Enfin, nous avons comparé les pourcentages de concordance entre 10 mesures effectuées sur une même dent, et cela sur 10 patients différents, soit un total de 100 mesures. Dans tous les cas nous avons utilisé le système de référence Vita 3D Master pour tester à la fois la fiabilité sur la teinte, la saturation et la luminosité. Rappelons qu’avec ce teintier la couleur de la dent est définie par un chiffre suivi d’une lettre puis d’un autre chiffre, où le premier chiffre indique la luminosité sur une échelle de 0 à 5, la lettre indique la teinte (L, M, ou R) et le chiffre suivant indique la saturation sur une échelle de 1 à 3. Ainsi une dent 2M1 indique une dent de luminosité 2 de teinte M et de saturation 1.
a) La teinte
L’étude montre une grande fiabilité de la teinte quel que soit l’éclairage ambiant. 100 % de concordance pour l’analyse moyenne de la dent. 96,66 % de concordance pour l’analyse sur 3 zones (70 % cervicale, 100 % médiane, 90 % incisale). 100 % de concordance pour l’analyse sur 9 zones.
b) La luminosité
La luminosité n’est également pas trop affectée. Les variations les plus importantes se retrouvent dans la portion incisale de la dent. 96,66 % de concordance pour l’analyse moyenne. 86,66 % de concordance pour l’analyse 3 zones (100 % dans la zone cervicale, 70 % dans la zone médiane, 90 % dans la zone incisale). 76,66 % de concordance pour l’analyse 9 zones (86,66 % pour les zones cervicales, 63 % dans les zones médianes et 80 % pour les zones incisales).
c) La saturation
Pour la saturation on obtient les résultats suivants : 100 % de concordance pour l’analyse moyenne dela dent. 86,66 % de concordance pour l’analyse 3 zones (90 % dans la zone cervicale, 100 % dans la zone médiane et 70 % pour la zone incisale). 82,22 % de concordance pour l’analyse 9 zones (76,66 % dans les zones cervicales, 100 % dans les zones médianes et 70 % pour les zones incisales).

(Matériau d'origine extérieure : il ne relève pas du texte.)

//! Client library for the pulsecheckd IPC channel.
//!
//! A [`Connection`] is a single long-lived stream socket to the worker.
//! [`Connection::check`] frames one request, reads back a verdict, and
//! transparently re-issues once when the worker reports a stale pooled
//! connection (`Verdict::Retry`) — callers never see that value.

mod error;
mod unix_connect;

use std::io::{Read, Write};
use std::net::ToSocketAddrs;
use std::os::unix::io::AsRawFd;
use std::os::unix::net::UnixStream;

use pulsecheck_wire::{RemoteAddress, RequestFrame, Verdict};
use tracing::{debug, warn};

pub use error::ClientError;

/// The default abstract-namespace name, matching
/// `pulsecheck_engine::config::DEFAULT_SOCKET_NAME`. Kept as a literal here
/// rather than a shared dependency: a client binary has no reason to link
/// the worker's reactor crate just for one constant.
pub const DEFAULT_SOCKET_NAME: &str = "pulsecheck";

/// The only two outcomes a caller of [`Connection::check`] ever sees.
/// `Verdict::Retry` is absorbed internally; `Verdict::ClientError` never
/// arrives over the wire (the worker never sends it).
#[derive(Debug, Clone, Copy, PartialEq, Eq)]
pub enum CheckOutcome {
    Ok,
    Fail,
}

/// A connection to the pulsecheckd worker.
///
/// Holding one of these across many [`Connection::check`] calls is the
/// intended usage (a plugin shim keeps one IPC connection per
/// agent thread across check calls"). After a call returns
/// `Ok(CheckOutcome::Fail)`, call [`Connection::is_poisoned`] to find out
/// whether the transport itself broke (as opposed to the remote simply
/// failing its check) — a poisoned connection should be dropped and
/// replaced with a fresh [`Connection::connect`].
pub struct Connection {
    stream: UnixStream,
    poisoned: bool,
}

impl Connection {
    /// Connects to the worker's abstract-namespace listener under the
    /// default name.
    pub fn connect() -> Result<Self, ClientError> {
        Self::connect_to(DEFAULT_SOCKET_NAME)
    }

    /// Connects to the worker's abstract-namespace listener under a
    /// specific name (useful for tests running several workers side by
    /// side).
    pub fn connect_to(socket_name: &str) -> Result<Self, ClientError> {
        let stream = unix_connect::connect_abstract(socket_name).map_err(ClientError::Connect)?;
        Ok(Self { stream, poisoned: false })
    }

    /// True once a transport-level failure has been observed on this
    /// connection. A poisoned connection will keep failing every check;
    /// the caller is expected to drop it and reconnect.
    pub fn is_poisoned(&self) -> bool {
        self.poisoned
    }

    /// Zero-byte liveness probe. A `send()` of zero bytes is a
    /// no-op on a healthy socket but surfaces `ECONNRESET`/`EPIPE` on one
    /// the peer has already torn down, without risking `SIGPIPE` thanks to
    /// `MSG_NOSIGNAL`.
    fn probe_liveness(&self) -> bool {
        let fd = self.stream.as_raw_fd();
        let rc = unsafe { libc::send(fd, [].as_ptr(), 0, libc::MSG_NOSIGNAL) };
        rc >= 0
    }

    /// Resolves `(host, port)`, issues one HTTP HEAD check through the
    /// worker, and returns `ok`/`fail`. A worker-reported `retry` (the
    /// pooled connection it tried was stale) triggers exactly one
    /// re-issue, which is all the retry-idempotence rule requires.
    pub fn check(&mut self, host: &str, port: u16) -> Result<CheckOutcome, ClientError> {
        if !self.probe_liveness() {
            warn!(%host, port, "liveness probe found the connection already dead, marking poisoned");
            self.poisoned = true;
            return Ok(CheckOutcome::Fail);
        }

        let addr = resolve_first(host, port)?;
        let frame = RequestFrame::new(RemoteAddress::from_socket_addr(addr));

        match self.send_and_await(&frame) {
            Ok(Verdict::Retry) => {
                debug!(%host, port, "worker reported a stale pooled connection, retrying once");
                match self.send_and_await(&frame) {
                    Ok(Verdict::Ok) => Ok(CheckOutcome::Ok),
                    Ok(_) => Ok(CheckOutcome::Fail),
                    Err(e) => {
                        warn!(%host, port, error = %e, "retry attempt failed, marking connection poisoned");
                        self.poisoned = true;
                        Err(e)
                    }
                }
            }
            Ok(Verdict::Ok) => Ok(CheckOutcome::Ok),
            Ok(_) => Ok(CheckOutcome::Fail),
            Err(e) => {
                warn!(%host, port, error = %e, "transport error talking to the worker, marking connection poisoned");
                self.poisoned = true;
                Err(e)
            }
        }
    }

    fn send_and_await(&mut self, frame: &RequestFrame) -> Result<Verdict, ClientError> {
        self.stream.write_all(&frame.to_bytes())?;
        let mut verdict_bytes = [0u8; 2];
        self.stream.read_exact(&mut verdict_bytes)?;
        Verdict::from_bytes(verdict_bytes).ok_or(ClientError::UnknownVerdict)
    }
}

fn resolve_first(host: &str, port: u16) -> Result<std::net::SocketAddr, ClientError> {
    (host, port)
        .to_socket_addrs()
        .map_err(|_| ClientError::Resolve { host: host.to_string(), port })?
        .next()
        .ok_or_else(|| ClientError::NoAddress { host: host.to_string(), port })
}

On observe donc une bonne stabilité des mesures malgré la variation importante de l’éclairage ambiant. L’analyse de la teinte est la valeur la moins sensible à ces variations. Les zones incisales sont les plus perturbées quant à la quantification de la luminosité et de la saturation. Ces résultats plutôt rassurants s’expliquent par le fait que l’appareil utilise une source lumineuse intégrée pour calculer le profil spectrométrique de la dent, ainsi seul un éclairage trop intense (type scialytique) peut légèrement le perturber. Avec 10 mesures de la même dent avec un éclairage constant composé du seul plafonnier dit « lumière du jour », on observe les résultats reportés dans le tableau 2.

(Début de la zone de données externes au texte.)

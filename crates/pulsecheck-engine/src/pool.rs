// Copyright (c) 2025 R3BL LLC. Licensed under Apache License, Version 2.0.

//! The keep-alive pool: a non-owning index from
//! [`RemoteAddress`] to the check slab key of an idle, post-success
//! connection.

use std::collections::hash_map::Entry;
use std::collections::HashMap;

use pulsecheck_wire::RemoteAddress;

#[derive(Default)]
pub struct KeepAlivePool {
    index: HashMap<RemoteAddress, usize>,
}

impl KeepAlivePool {
    pub fn new() -> Self {
        Self::default()
    }

    /// Removes and returns the pooled entry for `addr`, if any. A hit always
    /// removes the pool membership — the caller is responsible for
    /// transitioning the entry to `Recovery`.
    pub fn take(&mut self, addr: &RemoteAddress) -> Option<usize> {
        self.index.remove(addr)
    }

    /// Attempts to pool `key` under `addr`. Returns `false` (and leaves the
    /// existing mapping untouched) if `addr` is already pooled — the pool
    /// is injective on `RemoteAddress`, and on a collision the *new*
    /// connection is the one discarded, not the old.
    pub fn try_insert(&mut self, addr: RemoteAddress, key: usize) -> bool {
        match self.index.entry(addr) {
            Entry::Occupied(_) => false,
            Entry::Vacant(slot) => {
                slot.insert(key);
                true
            }
        }
    }

    /// Removes the pool mapping for `addr` iff it currently points at
    /// `key` — used by the sweeper and by peer-close eviction, which both
    /// already know which slab key they're retiring and must not disturb
    /// a newer mapping that happens to share the same address.
    pub fn remove_if(&mut self, addr: &RemoteAddress, key: usize) -> bool {
        if self.index.get(addr) == Some(&key) {
            self.index.remove(addr);
            true
        } else {
            false
        }
    }

    pub fn len(&self) -> usize {
        self.index.len()
    }

    pub fn is_empty(&self) -> bool {
        self.index.is_empty()
    }
}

Pour l’analyse moyenne de la dent, il existe une concordance de 100 % tant en teinte qu’en luminosité et en saturation. Pour l’analyse en trois zones, cette concordance est de 100 % pour les zones cervicales et mésiale mais elle descend à 60 % pour la teinte, 50 % pour la luminosité et 50 % pour la saturation dans la zone incisale. Si l’on compare ces résultats avec l’analyse 9 zones, on comprend mieux ces différences car la partie incisale de la dent est la plus complexe avec de nombreuses variations de la teinte dont la moyenne est difficile à calculer. Ainsi la zone incisale mésiale présente une concordance des mesures de 100 %, la zone incisale médiane une concordance de 90 % et la zone incisale distale une concordance de 80 %. Dans tous les cas la teinte définie par l’analyse est la même. Seules varient la luminosité et la saturation avec un écart type de 1.
Pour confirmer ou infirmer ces premiers résultats, nous avons étendu l’étude à 10 patients avec des incisives assez marquées et donc difficiles à reproduire fidèlement. Pour chaque patient, nous avons enregistré 10 mesures dans un intervalle de temps le plus réduit possible, chaque enregistrement nécessitant environ 45 secondes. Nous avons ensuite retranscrit les résultats pour chaque patient dans un tableau équivalent au tableau 2 présenté plus haut. Nous avons ensuite calculé le pourcentage de concordance pour chaque analyse et cela pour les trois critères de luminosité, de teinte et de saturation.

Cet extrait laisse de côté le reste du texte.